Si se acepta que los aprendizajes deben ser gestionados de manera autónoma por los alumnos, que han de darse en la construcción cooperativa e interdisciplinar del conocimiento, con un fundamento experiencial y una dinámica motivacional intrínseca, entonces, el concepto de “evaluación” sólo puede ser compatible en el caso de que cumpla con dos requisitos: ser auto-evaluativa y estar integrada en los propios procesos de prendizaje.
Lo primero significa que cada aprendiz es el constructor de sus propios criterios de evaluación. Ante esta afirmación se puede uno preguntar: ¿cómo alguien puede evaluar lo que desconoce o que no ha alcanzado a conocer totalmente? La respuesta puede provenir de la segunda condición: si la evaluación está integrada como una parte más que retroalimenta al resto de los aprendizajes (también se aprende cuando se auto-evalúa), pueden darse entonces rectificaciones progresivas de las evaluaciones anteriores.
El carácter básicamente auto-evaluador impediría la generación de relaciones de poder entre evaluadores y evaluados. Es más, tal distinción tendería a desaparecer. La posición docente no sería en sí misma evaluadora: no tendría potestad para aprobar o suspender. En todo caso, integraría como parte de su función posibilitadora el entrenamiento de los aprendices para la auto-evaluación de sus propias experiencias de aprendizaje.
Por otra parte, la evaluación integrada como un aspecto más de los aprendizajes excluye la posibilidad de una evaluación común u objetiva. Lo cual es fundamental para que la evaluación no se convierta en un instrumento de exclusión.
La duda que me asalta ahora es si esta manera de entender la evaluación tiene algo que ver con la idea de evaluación dominante en los sistemas educativos. Y esto no es porque piense que esta idea deba o pueda ser corregida, sino más bien porque sospecho que se trata de una manera de entender la evaluación incompatible con la propia naturaleza del sistema. Incluso se me ocurre pensar que quizá ya no podríamos seguir hablando con propiedad de “evaluación”, si por ello entendemos valorar un proceso según sus resultados.
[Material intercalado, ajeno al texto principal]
//! Port definitions (interfaces for external adapters)
//!
//! Ports define the contracts that infrastructure adapters must implement.

pub mod agent_gateway;
pub mod exchange_logger;
pub mod progress;
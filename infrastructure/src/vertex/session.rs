//! Vertex AI session management.
//!
//! Provides [`VertexSession`] which implements [`AgentSession`] for a
//! single streamed exchange with an agent on the Vertex AI runtime.
//! The REST protocol is stateless, so a session is an ephemeral client
//! handle: it carries the resolved endpoint, credentials, and agent
//! configuration for exactly one query.

use crate::vertex::error::{Result, VertexError};
use crate::vertex::protocol::{GenerateContentChunk, GenerateContentRequest, ToolDecl};
use async_trait::async_trait;
use deepdesk_application::ports::agent_gateway::{AgentSession, GatewayError, StreamHandle};
use deepdesk_domain::{AgentProfile, SessionId, StreamEvent};
use futures::{Stream, StreamExt};
use tokio::sync::mpsc;
use tracing::{debug, warn};

/// An ephemeral session with an agent on the Vertex AI runtime.
///
/// Holds no conversation state. `stream_query` posts one request and
/// hands back a [`StreamHandle`] fed by a background pump task.
pub struct VertexSession {
    id: SessionId,
    client: reqwest::Client,
    endpoint: String,
    access_token: String,
    instruction: String,
    tools: Vec<ToolDecl>,
}

impl VertexSession {
    pub(crate) fn new(
        client: reqwest::Client,
        endpoint: String,
        access_token: String,
        profile: &AgentProfile,
        tools: Vec<ToolDecl>,
    ) -> Self {
        let id = SessionId::new();
        debug!(session = %id, agent = %profile.name, "Opened agent session");

        Self {
            id,
            client,
            endpoint,
            access_token,
            instruction: profile.instruction.clone(),
            tools,
        }
    }

    async fn open_stream(&self, message: &str) -> Result<StreamHandle> {
        debug!(session = %self.id, chars = message.chars().count(), "Sending query");

        let request = GenerateContentRequest::user_query(
            message,
            Some(self.instruction.as_str()),
            self.tools.clone(),
        );

        let response = self
            .client
            .post(&self.endpoint)
            .bearer_auth(&self.access_token)
            .json(&request)
            .send()
            .await?;

        let status = response.status();
        if !status.is_success() {
            let body = response.text().await.unwrap_or_default();
            return Err(VertexError::ApiError {
                status: status.as_u16(),
                message: summarize_error_body(&body),
            });
        }

        let (tx, rx) = mpsc::channel(32);
        let stream = response.bytes_stream();
        tokio::spawn(async move {
            pump_sse(stream, &tx).await;
        });

        Ok(StreamHandle::new(rx))
    }
}

#[async_trait]
impl AgentSession for VertexSession {
    fn id(&self) -> &SessionId {
        &self.id
    }

    async fn stream_query(&self, message: &str) -> std::result::Result<StreamHandle, GatewayError> {
        self.open_stream(message)
            .await
            .map_err(|e| GatewayError::RequestFailed(e.to_string()))
    }
}

/// Extract the API error message from a JSON error body, falling back to
/// the raw text.
fn summarize_error_body(body: &str) -> String {
    if let Ok(chunk) = serde_json::from_str::<GenerateContentChunk>(body) {
        if let Some(error) = chunk.error {
            return error.message;
        }
    }
    body.trim().to_string()
}

/// Pump an SSE byte stream into `StreamEvent`s.
///
/// Reassembles `data:` lines across chunk boundaries, forwards text
/// parts as `Fragment`s, and ends with `Completed` when the stream is
/// exhausted. A transport failure or an in-stream API error emits
/// `Error` and stops the pump.
pub(crate) async fn pump_sse<S, B, E>(mut stream: S, tx: &mpsc::Sender<StreamEvent>)
where
    S: Stream<Item = std::result::Result<B, E>> + Unpin,
    B: AsRef<[u8]>,
    E: std::fmt::Display,
{
    let mut buffer = String::new();

    while let Some(chunk) = stream.next().await {
        let bytes = match chunk {
            Ok(bytes) => bytes,
            Err(e) => {
                warn!("Response stream failed: {}", e);
                let _ = tx.send(StreamEvent::Error(e.to_string())).await;
                return;
            }
        };

        buffer.push_str(&String::from_utf8_lossy(bytes.as_ref()));
        while let Some(pos) = buffer.find('\n') {
            let line: String = buffer.drain(..=pos).collect();
            if !forward_sse_line(line.trim_end(), tx).await {
                return;
            }
        }
    }

    // A final data line is valid even without a trailing newline
    if !buffer.trim().is_empty() && !forward_sse_line(buffer.trim_end(), tx).await {
        return;
    }

    let _ = tx.send(StreamEvent::Completed(String::new())).await;
}

/// Handle one SSE line. Returns false when pumping must stop, either
/// because an error event was emitted or the receiver is gone.
async fn forward_sse_line(line: &str, tx: &mpsc::Sender<StreamEvent>) -> bool {
    // Lines without a data prefix are keep-alives, comments, or event
    // names; all are ignored.
    let Some(payload) = line.strip_prefix("data:") else {
        return true;
    };
    let payload = payload.trim_start();
    if payload.is_empty() || payload == "[DONE]" {
        return true;
    }

    let chunk: GenerateContentChunk = match serde_json::from_str(payload) {
        Ok(chunk) => chunk,
        Err(e) => {
            warn!(error = %e, "Skipping unparseable stream chunk");
            return true;
        }
    };

    if let Some(error) = chunk.error {
        let _ = tx
            .send(StreamEvent::Error(format!(
                "API error {}: {}",
                error.code, error.message
            )))
            .await;
        return false;
    }

    for candidate in chunk.candidates {
        let Some(content) = candidate.content else {
            continue;
        };
        for part in content.parts {
            if let Some(call) = part.function_call {
                // Tool execution happens on the runtime side; the call
                // surfacing here is informational only.
                debug!(tool = %call.name, "Model requested a tool invocation");
            }
            if !part.text.is_empty() && tx.send(StreamEvent::Fragment(part.text)).await.is_err() {
                return false;
            }
        }
    }

    true
}

#[cfg(test)]
mod tests {
    use super::*;

    async fn pump(chunks: Vec<std::result::Result<&str, String>>) -> Vec<StreamEvent> {
        let (tx, mut rx) = mpsc::channel(64);
        let stream =
            futures::stream::iter(chunks.into_iter().map(|r| r.map(|s| s.as_bytes().to_vec())));
        pump_sse(stream, &tx).await;
        drop(tx);

        let mut events = Vec::new();
        while let Some(event) = rx.recv().await {
            events.push(event);
        }
        events
    }

    fn data_line(text: &str) -> String {
        format!(
            "data: {}\n",
            serde_json::json!({
                "candidates": [{"content": {"parts": [{"text": text}]}}]
            })
        )
    }

    #[tokio::test]
    async fn test_pump_forwards_fragments_in_order() {
        let first = data_line("Exec summary. ");
        let second = data_line("Findings.");
        let events = pump(vec![Ok(first.as_str()), Ok(second.as_str())]).await;

        assert_eq!(
            events,
            vec![
                StreamEvent::Fragment("Exec summary. ".to_string()),
                StreamEvent::Fragment("Findings.".to_string()),
                StreamEvent::Completed(String::new()),
            ]
        );
    }

    #[tokio::test]
    async fn test_pump_reassembles_line_split_across_chunks() {
        let line = data_line("split across the wire");
        let (head, tail) = line.split_at(17);
        let events = pump(vec![Ok(head), Ok(tail)]).await;

        assert_eq!(
            events,
            vec![
                StreamEvent::Fragment("split across the wire".to_string()),
                StreamEvent::Completed(String::new()),
            ]
        );
    }

    #[tokio::test]
    async fn test_pump_flushes_trailing_line_without_newline() {
        let line = data_line("no newline");
        let events = pump(vec![Ok(line.trim_end())]).await;

        assert_eq!(
            events,
            vec![
                StreamEvent::Fragment("no newline".to_string()),
                StreamEvent::Completed(String::new()),
            ]
        );
    }

    #[tokio::test]
    async fn test_pump_skips_function_call_parts() {
        let line = format!(
            "data: {}\n",
            serde_json::json!({
                "candidates": [{"content": {"parts": [
                    {"functionCall": {"name": "web_search", "args": {"query": "rust"}}},
                    {"text": "after the call"}
                ]}}]
            })
        );
        let events = pump(vec![Ok(line.as_str())]).await;

        assert_eq!(
            events,
            vec![
                StreamEvent::Fragment("after the call".to_string()),
                StreamEvent::Completed(String::new()),
            ]
        );
    }

    #[tokio::test]
    async fn test_pump_api_error_emits_error_event() {
        let line = r#"data: {"error": {"code": 429, "message": "Quota exceeded"}}
"#;
        let events = pump(vec![Ok(line)]).await;

        assert_eq!(
            events,
            vec![StreamEvent::Error(
                "API error 429: Quota exceeded".to_string()
            )]
        );
    }

    #[tokio::test]
    async fn test_pump_transport_error_emits_error_event() {
        let line = data_line("partial");
        let events = pump(vec![Ok(line.as_str()), Err("connection reset".to_string())]).await;

        assert_eq!(
            events,
            vec![
                StreamEvent::Fragment("partial".to_string()),
                StreamEvent::Error("connection reset".to_string()),
            ]
        );
    }

    #[tokio::test]
    async fn test_pump_skips_noise_lines() {
        let line = data_line("real content");
        let noisy = format!(": comment\n\ndata: [DONE]\ndata: not json\n{}", line);
        let events = pump(vec![Ok(noisy.as_str())]).await;

        assert_eq!(
            events,
            vec![
                StreamEvent::Fragment("real content".to_string()),
                StreamEvent::Completed(String::new()),
            ]
        );
    }

    #[test]
    fn test_summarize_error_body_extracts_message() {
        let body = r#"{"error": {"code": 403, "message": "Permission denied", "status": "PERMISSION_DENIED"}}"#;
        assert_eq!(summarize_error_body(body), "Permission denied");
    }

    #[test]
    fn test_summarize_error_body_falls_back_to_raw() {
        assert_eq!(summarize_error_body(" not json \n"), "not json");
    }
}
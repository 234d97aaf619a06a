//! Tool domain entities

use serde::{Deserialize, Serialize};
use std::collections::HashMap;

/// Definition of a tool declared to the agent
#[derive(Debug, Clone, Serialize, Deserialize)]
pub struct ToolDefinition {
    /// Unique name of the tool (e.g., "web_search")
    pub name: String,
    /// Human-readable description
    pub description: String,
    /// Parameter specifications
    pub parameters: Vec<ToolParameter>,
}

/// Parameter specification for a tool
#[derive(Debug, Clone, Serialize, Deserialize)]
pub struct ToolParameter {
    /// Parameter name
    pub name: String,
    /// Parameter description
    pub description: String,
    /// Whether this parameter is required
    pub required: bool,
    /// Parameter type hint (e.g., "string", "boolean")
    pub param_type: String,
}

impl ToolDefinition {
    pub fn new(name: impl Into<String>, description: impl Into<String>) -> Self {
        Self {
            name: name.into(),
            description: description.into(),
            parameters: Vec::new(),
        }
    }

    pub fn with_parameter(mut self, param: ToolParameter) -> Self {
        self.parameters.push(param);
        self
    }
}

impl ToolParameter {
    pub fn new(name: impl Into<String>, description: impl Into<String>, required: bool) -> Self {
        Self {
            name: name.into(),
            description: description.into(),
            required,
            param_type: "string".to_string(),
        }
    }

    pub fn with_type(mut self, param_type: impl Into<String>) -> Self {
        self.param_type = param_type.into();
        self
    }
}

/// Specification of the tools available to the agent
#[derive(Debug, Clone, Default)]
pub struct ToolSpec {
    tools: HashMap<String, ToolDefinition>,
}

impl ToolSpec {
    pub fn new() -> Self {
        Self {
            tools: HashMap::new(),
        }
    }

    pub fn register(mut self, tool: ToolDefinition) -> Self {
        self.tools.insert(tool.name.clone(), tool);
        self
    }

    pub fn get(&self, name: &str) -> Option<&ToolDefinition> {
        self.tools.get(name)
    }

    pub fn all(&self) -> impl Iterator<Item = &ToolDefinition> {
        self.tools.values()
    }

    pub fn names(&self) -> impl Iterator<Item = &str> {
        self.tools.keys().map(|s| s.as_str())
    }

    pub fn len(&self) -> usize {
        self.tools.len()
    }

    pub fn is_empty(&self) -> bool {
        self.tools.is_empty()
    }
}

/// A call to a tool with arguments
#[derive(Debug, Clone, Serialize, Deserialize)]
pub struct ToolCall {
    /// Name of the tool to call
    pub tool_name: String,
    /// Arguments passed to the tool
    pub arguments: HashMap<String, serde_json::Value>,
}

impl ToolCall {
    pub fn new(tool_name: impl Into<String>) -> Self {
        Self {
            tool_name: tool_name.into(),
            arguments: HashMap::new(),
        }
    }

    pub fn with_arg(mut self, key: impl Into<String>, value: impl Into<serde_json::Value>) -> Self {
        self.arguments.insert(key.into(), value.into());
        self
    }

    /// Get a string argument
    pub fn get_string(&self, key: &str) -> Option<&str> {
        self.arguments.get(key).and_then(|v| v.as_str())
    }

    /// Get an optional bool argument
    pub fn get_bool(&self, key: &str) -> Option<bool> {
        self.arguments.get(key).and_then(|v| v.as_bool())
    }
}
Hay un malestar que no me abandona, y que aumenta a pie de aula. En la tarea docente de cada día vivo una suerte de disociación entre las obligaciones “administrativas” y la convicción de que los aprendizajes deben ser, sobre todo, experiencias vitales y emancipadoras. La realidad es que, como en tantos otros aspectos de la educación, uno acaba “conteniendo” las contradicciones; lo que significa asumirlas de manera consciente y, desde un escepticismo entusiasta, disfrutar de aquellas experiencias que se dan en los intersticios institucionales, quizá para intentar ampliarlos, y si no es así, para sobrevivir de la manera más divertida posible.